Segment Open

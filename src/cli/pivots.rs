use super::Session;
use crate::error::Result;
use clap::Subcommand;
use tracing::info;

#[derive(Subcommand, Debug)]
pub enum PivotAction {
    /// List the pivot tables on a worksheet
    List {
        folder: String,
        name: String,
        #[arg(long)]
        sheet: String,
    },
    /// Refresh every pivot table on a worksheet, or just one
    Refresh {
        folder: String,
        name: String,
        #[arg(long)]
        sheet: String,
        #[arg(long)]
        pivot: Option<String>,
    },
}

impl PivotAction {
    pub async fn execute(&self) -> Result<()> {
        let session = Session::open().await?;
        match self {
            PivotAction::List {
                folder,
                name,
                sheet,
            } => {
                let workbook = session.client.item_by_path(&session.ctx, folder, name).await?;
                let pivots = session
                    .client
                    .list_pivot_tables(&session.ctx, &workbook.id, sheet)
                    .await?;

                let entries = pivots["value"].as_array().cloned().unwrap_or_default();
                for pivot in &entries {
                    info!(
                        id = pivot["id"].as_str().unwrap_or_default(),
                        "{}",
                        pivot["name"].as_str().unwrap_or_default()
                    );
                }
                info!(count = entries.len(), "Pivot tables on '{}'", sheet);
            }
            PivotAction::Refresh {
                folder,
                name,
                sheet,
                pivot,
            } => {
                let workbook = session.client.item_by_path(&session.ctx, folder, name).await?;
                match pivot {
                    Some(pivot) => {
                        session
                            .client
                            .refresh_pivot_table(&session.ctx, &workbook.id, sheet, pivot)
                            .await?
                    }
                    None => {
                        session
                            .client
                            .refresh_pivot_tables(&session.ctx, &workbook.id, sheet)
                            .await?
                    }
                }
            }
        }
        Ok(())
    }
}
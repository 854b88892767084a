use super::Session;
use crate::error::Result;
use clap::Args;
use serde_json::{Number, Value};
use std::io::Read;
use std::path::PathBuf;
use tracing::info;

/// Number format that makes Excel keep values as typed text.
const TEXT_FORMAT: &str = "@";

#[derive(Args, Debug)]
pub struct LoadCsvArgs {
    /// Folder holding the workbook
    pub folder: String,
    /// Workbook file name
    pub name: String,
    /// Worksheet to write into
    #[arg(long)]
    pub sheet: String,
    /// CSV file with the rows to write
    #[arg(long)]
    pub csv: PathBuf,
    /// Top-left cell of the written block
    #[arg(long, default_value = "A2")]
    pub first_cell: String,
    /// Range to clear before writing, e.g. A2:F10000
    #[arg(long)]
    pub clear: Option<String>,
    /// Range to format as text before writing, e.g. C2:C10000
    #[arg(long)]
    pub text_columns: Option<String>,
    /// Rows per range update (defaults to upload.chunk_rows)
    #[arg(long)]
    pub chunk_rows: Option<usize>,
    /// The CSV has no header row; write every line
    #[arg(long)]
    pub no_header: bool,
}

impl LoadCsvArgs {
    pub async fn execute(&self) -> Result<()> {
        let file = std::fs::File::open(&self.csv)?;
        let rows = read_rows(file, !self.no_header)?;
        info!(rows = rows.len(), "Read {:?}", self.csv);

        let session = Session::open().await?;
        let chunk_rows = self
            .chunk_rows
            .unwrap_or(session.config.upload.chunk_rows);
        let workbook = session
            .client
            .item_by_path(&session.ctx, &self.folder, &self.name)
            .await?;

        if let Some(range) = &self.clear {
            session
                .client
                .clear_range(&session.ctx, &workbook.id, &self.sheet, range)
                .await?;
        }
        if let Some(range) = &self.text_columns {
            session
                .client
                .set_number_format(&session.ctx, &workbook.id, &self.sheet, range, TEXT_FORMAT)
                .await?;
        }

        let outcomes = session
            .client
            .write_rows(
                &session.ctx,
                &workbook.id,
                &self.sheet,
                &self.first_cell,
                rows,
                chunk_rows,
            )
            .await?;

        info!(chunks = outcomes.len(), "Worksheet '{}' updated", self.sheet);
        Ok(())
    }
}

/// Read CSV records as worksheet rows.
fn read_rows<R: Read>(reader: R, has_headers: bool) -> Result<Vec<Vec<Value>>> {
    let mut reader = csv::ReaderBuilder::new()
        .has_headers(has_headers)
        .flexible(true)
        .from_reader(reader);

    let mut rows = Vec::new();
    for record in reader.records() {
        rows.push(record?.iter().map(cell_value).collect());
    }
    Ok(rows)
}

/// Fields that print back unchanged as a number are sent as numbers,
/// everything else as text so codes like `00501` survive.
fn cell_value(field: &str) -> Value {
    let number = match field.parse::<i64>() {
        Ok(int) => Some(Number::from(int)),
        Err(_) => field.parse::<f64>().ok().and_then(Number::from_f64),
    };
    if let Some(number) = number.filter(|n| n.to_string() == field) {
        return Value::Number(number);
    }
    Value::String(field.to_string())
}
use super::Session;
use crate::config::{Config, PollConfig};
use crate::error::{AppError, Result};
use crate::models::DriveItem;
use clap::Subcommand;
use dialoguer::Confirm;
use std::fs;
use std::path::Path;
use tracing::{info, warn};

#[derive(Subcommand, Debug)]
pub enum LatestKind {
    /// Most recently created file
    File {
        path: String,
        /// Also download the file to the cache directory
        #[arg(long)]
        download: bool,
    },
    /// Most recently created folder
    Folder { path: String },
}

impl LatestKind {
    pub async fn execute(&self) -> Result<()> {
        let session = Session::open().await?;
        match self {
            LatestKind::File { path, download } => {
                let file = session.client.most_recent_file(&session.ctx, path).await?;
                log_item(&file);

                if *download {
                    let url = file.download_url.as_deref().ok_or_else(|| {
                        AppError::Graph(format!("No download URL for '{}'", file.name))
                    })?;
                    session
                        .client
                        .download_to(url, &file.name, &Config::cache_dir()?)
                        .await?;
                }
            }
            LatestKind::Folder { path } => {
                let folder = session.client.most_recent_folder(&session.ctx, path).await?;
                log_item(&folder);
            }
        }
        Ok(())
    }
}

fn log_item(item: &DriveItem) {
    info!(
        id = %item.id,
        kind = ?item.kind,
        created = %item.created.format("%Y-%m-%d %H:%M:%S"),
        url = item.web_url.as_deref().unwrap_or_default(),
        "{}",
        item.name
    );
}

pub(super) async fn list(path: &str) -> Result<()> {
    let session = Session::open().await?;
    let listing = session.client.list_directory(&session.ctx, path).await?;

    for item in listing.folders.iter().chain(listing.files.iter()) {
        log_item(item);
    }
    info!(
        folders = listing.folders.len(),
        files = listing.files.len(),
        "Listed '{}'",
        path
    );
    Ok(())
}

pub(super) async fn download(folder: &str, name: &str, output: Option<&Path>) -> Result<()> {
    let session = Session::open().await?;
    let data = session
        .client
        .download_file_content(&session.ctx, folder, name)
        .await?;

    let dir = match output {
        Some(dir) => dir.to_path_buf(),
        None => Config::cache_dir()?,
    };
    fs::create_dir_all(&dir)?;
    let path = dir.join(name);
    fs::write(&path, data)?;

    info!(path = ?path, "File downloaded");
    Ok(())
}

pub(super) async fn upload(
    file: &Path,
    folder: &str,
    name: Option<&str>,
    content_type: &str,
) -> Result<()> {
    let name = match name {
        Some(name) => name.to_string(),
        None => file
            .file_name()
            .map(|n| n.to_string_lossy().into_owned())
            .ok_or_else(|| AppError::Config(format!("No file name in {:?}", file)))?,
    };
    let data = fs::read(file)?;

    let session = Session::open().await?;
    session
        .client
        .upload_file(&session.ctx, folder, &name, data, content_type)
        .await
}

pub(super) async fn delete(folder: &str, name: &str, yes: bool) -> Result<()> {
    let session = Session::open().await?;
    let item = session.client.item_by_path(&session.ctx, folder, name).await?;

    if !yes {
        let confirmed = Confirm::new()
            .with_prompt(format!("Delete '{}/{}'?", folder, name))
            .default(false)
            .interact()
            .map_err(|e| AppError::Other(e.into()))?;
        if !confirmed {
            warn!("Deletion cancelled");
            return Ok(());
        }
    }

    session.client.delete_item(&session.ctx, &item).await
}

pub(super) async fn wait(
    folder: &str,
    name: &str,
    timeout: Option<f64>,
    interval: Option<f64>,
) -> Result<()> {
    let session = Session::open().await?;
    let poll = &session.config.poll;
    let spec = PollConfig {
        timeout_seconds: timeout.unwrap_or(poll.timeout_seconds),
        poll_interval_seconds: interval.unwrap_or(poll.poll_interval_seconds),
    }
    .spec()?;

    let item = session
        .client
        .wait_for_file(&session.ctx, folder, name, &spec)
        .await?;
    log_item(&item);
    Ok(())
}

Segment Closed

Brief
Within the records above, the line carrying "let spec = PollConfig" starts the range and the last line ends it. Set down that range exactly.

Response to this task
    let spec = PollConfig {
        timeout_seconds: timeout.unwrap_or(poll.timeout_seconds),
        poll_interval_seconds: interval.unwrap_or(poll.poll_interval_seconds),
    }
    .spec()?;

    let item = session
        .client
        .wait_for_file(&session.ctx, folder, name, &spec)
        .await?;
    log_item(&item);
    Ok(())
}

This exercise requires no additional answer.